Thumbs up: Volunteers
Hats off to the hundreds of community volunteers who prepared Thanksgiving dinner food boxes for the needy, leading up to the Thursday holiday. The Thurston County Food Bank would have been hard-pressed to deliver the holiday dinners it did this week without the generous support of donors and those who came to the food bank in Olympia to help put together about 3,000 food boxes for families who otherwise faced a gloomy, hungry Thanksgiving. Food bank officials know full well just how important their work is in these tough economic times, when families are losing their jobs and homes at alarming rates. The food bank is serving about 25 percent more families and individuals than it did a year ago.

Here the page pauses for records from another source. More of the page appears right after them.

//! Storage Manager (`spec.md` §4.5).
//!
//! Orchestrates the per-image pipeline — validate, filter, anonymise,
//! number, move into layout — and owns the counters surface. `study_states`,
//! the numbering maps and the counter tree live behind one `storage_lock`
//! (`spec.md` §5), acquired twice per image and never held across disk I/O.
//! Grounded in the write-to-layout shape of the C-STORE handler previously
//! carried in `storescp/store_async.rs`, and in
//! `examples/original_source/pixieveil/storage/storage_manager.py::process_image`
//! for the step ordering and failure semantics.

use std::collections::HashMap;
use std::fs;
use std::path::{Path, PathBuf};
use std::sync::Mutex;
use std::time::Instant;

use dicom_dictionary_std::tags;
use dicom_object::{open_file, FileDicomObject, InMemDicomObject};
use tracing::{debug, warn};
use uuid::Uuid;

use crate::anonymizer;
use crate::config::Settings;
use crate::counters::Counters;
use crate::numbering::{format_number, NumberingState};
use crate::profile::Profile;
use crate::series_filter::{SeriesFilter, Verdict};
use crate::uid_registry::UidRegistry;

#[derive(Debug, Clone)]
pub struct StudyState {
    pub study_number: u32,
    pub last_received: Instant,
}

struct Inner {
    numbering: NumberingState,
    study_states: HashMap<String, StudyState>,
    counters: Counters,
}

pub struct StorageManager {
    base_path: PathBuf,
    temp_path: PathBuf,
    filter: SeriesFilter,
    profile: Profile,
    uid_registry: UidRegistry,
    inner: Mutex<Inner>,
}

impl StorageManager {
    pub fn new(settings: &Settings) -> Self {
        let storage = settings.storage();
        let base_path = PathBuf::from(&storage.base_path);
        let temp_path = PathBuf::from(&storage.temp_path);
        if let Err(error) = fs::create_dir_all(&base_path) {
            warn!(%error, path = %base_path.display(), "could not create storage base path");
        }
        if let Err(error) = fs::create_dir_all(&temp_path) {
            warn!(%error, path = %temp_path.display(), "could not create temp path");
        }

        let numbering = NumberingState::recover_from_disk(&base_path);
        StorageManager {
            base_path,
            temp_path,
            filter: SeriesFilter::new(&settings.series_filter),
            profile: settings.active_profile(),
            uid_registry: UidRegistry::new(),
            inner: Mutex::new(Inner {
                numbering,
                study_states: HashMap::new(),
                counters: Counters::new(),
            }),
        }
    }

    pub fn base_path(&self) -> &Path {
        &self.base_path
    }

    /// `spec.md` §4.5 "SaveTempImage".
    pub fn save_temp_image(&self, bytes: &[u8], id: Uuid) -> std::io::Result<PathBuf> {
        let path = self.temp_path.join(format!("{id}.dcm"));
        fs::write(&path, bytes)?;
        self.lock().counters.record_received(bytes.len() as u64);
        Ok(path)
    }

    /// `spec.md` §4.5 "SaveTempImage", taking an already-parsed object with
    /// file-meta attached rather than a raw byte slice. No example in the
    /// reference pack demonstrates serialising a `FileDicomObject` to an
    /// in-memory buffer — every grounding site writes straight to a path —
    /// so the C-STORE adapter hands over the object itself and this writes
    /// it the same way the rest of the pack does (see `DESIGN.md`).
    pub fn save_temp_dicom_object(
        &self,
        file_obj: &FileDicomObject<InMemDicomObject>,
        id: Uuid,
    ) -> std::io::Result<PathBuf> {
        let path = self.temp_path.join(format!("{id}.dcm"));
        file_obj.write_to_file(&path)?;
        let bytes = fs::metadata(&path).map(|m| m.len()).unwrap_or(0);
        self.lock().counters.record_received(bytes);
        Ok(path)
    }

    /// `spec.md` §4.5 "ProcessImage". Never panics and never propagates an
    /// error to the caller; every failure resolves to a counter increment
    /// and a debug-level log, and the temp file is removed.
    pub fn process_image(&self, temp_path: &Path, id: Uuid) {
        let start = Instant::now();

        let mut dicom_file = match open_file(temp_path) {
            Ok(obj) => obj,
            Err(error) => {
                debug!(%id, %error, "could not parse DICOM stream");
                self.lock().counters.record_validation_error();
                remove_temp(temp_path);
                return;
            }
        };

        let (Some(study_uid), Some(series_uid), Some(_sop_uid)) = (
            required_str(&dicom_file, tags::STUDY_INSTANCE_UID),
            required_str(&dicom_file, tags::SERIES_INSTANCE_UID),
            required_str(&dicom_file, tags::SOP_INSTANCE_UID),
        ) else {
            debug!(%id, "dataset is missing a required UID");
            self.lock().counters.record_validation_error();
            remove_temp(temp_path);
            return;
        };

        if self.filter.should_filter(&dicom_file) == Verdict::Drop {
            debug!(%id, "series filtered by configured predicate");
            self.lock().counters.record_filtered();
            remove_temp(temp_path);
            return;
        }

        if let Err(error) = anonymizer::anonymize(&mut dicom_file, &self.profile, &self.uid_registry)
        {
            debug!(%id, %error, "anonymisation failed");
            self.lock().counters.record_anonymization_error();
            remove_temp(temp_path);
            return;
        }

        if let Err(error) = dicom_file.write_to_file(temp_path) {
            debug!(%id, %error, "could not write anonymised dataset to temp path");
            self.lock().counters.record_io_error();
            remove_temp(temp_path);
            return;
        }

        let (study_number, series_number, image_number, dest) = {
            let mut inner = self.lock();
            let study_number = inner.numbering.allocate_study(&study_uid);
            let series_number =
                inner
                    .numbering
                    .allocate_series(&self.base_path, study_number, &series_uid);
            let image_number =
                inner
                    .numbering
                    .allocate_image(&self.base_path, study_number, series_number);
            let dest = self
                .base_path
                .join(format_number(study_number))
                .join(format_number(series_number))
                .join(format!("{}.dcm", format_number(image_number)));
            (study_number, series_number, image_number, dest)
        };

        if let Some(parent) = dest.parent() {
            if let Err(error) = fs::create_dir_all(parent) {
                debug!(%id, %error, "could not create destination directory");
                self.lock().counters.record_io_error();
                remove_temp(temp_path);
                return;
            }
        }

        if let Err(error) = fs::rename(temp_path, &dest) {
            debug!(%id, %error, "could not move image into layout");
            self.lock().counters.record_io_error();
            remove_temp(temp_path);
            return;
        }

        let elapsed_ms = start.elapsed().as_secs_f64() * 1000.0;
        let mut inner = self.lock();
        inner
            .study_states
            .entry(study_uid)
            .and_modify(|state| state.last_received = Instant::now())
            .or_insert_with(|| StudyState {
                study_number,
                last_received: Instant::now(),
            });
        inner.counters.record_processed(elapsed_ms);
        debug!(%id, study_number, series_number, image_number, "stored image");
    }

    /// `spec.md` §4.5 "GetCounters" — a read-only deep copy.
    pub fn get_counters(&self) -> Counters {
        self.lock().counters.snapshot()
    }

    /// A consistent snapshot of quiescence-relevant state, taken entirely
    /// under the lock with no I/O in the critical section (`spec.md` §5).
    pub fn snapshot_studies(&self) -> Vec<(String, StudyState)> {
        self.lock()
            .study_states
            .iter()
            .map(|(uid, state)| (uid.clone(), state.clone()))
            .collect()
    }

    pub fn mark_completed(&self, study_uid: &str) {
        let mut inner = self.lock();
        inner.study_states.remove(study_uid);
        inner.counters.record_study_completed();
    }

    pub fn record_archived(&self, image_count: u64) {
        self.lock().counters.record_archived(image_count);
    }

    pub fn record_archive_error(&self) {
        self.lock().counters.record_archive_error();
    }

    pub fn record_uploaded(&self, image_count: u64, bytes: u64) {
        self.lock().counters.record_uploaded(image_count, bytes);
    }

    pub fn record_upload_error(&self) {
        self.lock().counters.record_upload_error();
    }

    pub fn record_completion_upload_failure(&self) {
        self.lock().counters.record_completion_upload_failure();
    }

    pub fn record_missing_study_directory(&self) {
        self.lock().counters.record_missing_study_directory();
    }

    fn lock(&self) -> std::sync::MutexGuard<'_, Inner> {
        self.inner.lock().expect("storage lock poisoned")
    }
}

fn required_str(obj: &FileDicomObject<InMemDicomObject>, tag: dicom_core::header::Tag) -> Option<String> {
    obj.element(tag)
        .ok()?
        .to_str()
        .ok()
        .map(|s| s.trim_end_matches(['\0', ' ']).to_string())
        .filter(|s| !s.is_empty())
}

fn remove_temp(path: &Path) {
    if let Err(error) = fs::remove_file(path) {
        if error.kind() != std::io::ErrorKind::NotFound {
            warn!(%error, path = %path.display(), "failed to remove temp file");
        }
    }
}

Thanks to a concerted effort, the food bank was able to boost the number of Thanksgiving food boxes by 500 this year to help meet the increased demand. It’s especially encouraging to see how many families brought their children down to the food bank to help prepare the food boxes. It’s an experience in giving back to the community they will never forget.
Thumbs down: Steroid Use
Steroid use among soldiers in combat appears to be on the rise, according to a recent Army investigation. The latest Defense Department survey, which was conducted in 2008, showed that about 2.5 percent of Army personnel admitted to steroid use, compared with 1.5 percent three years prior. But there’s growing evidence that the rate of illegal steroid use is much higher among infantry troops engaged in demanding, prolonged tours of combat duty. The known adverse health effects of steroid use far outweigh any short-term increase in strength and stamina these soldiers may be experienced. Simply put, the risks of steroid use are just to great for the Army to ignore the problem. Granted, testing for steroid use is far more costly than tests for other illegal narcotics. Costs aside, the Army must mount a rigorous campaign to stamp out illegal steroid use.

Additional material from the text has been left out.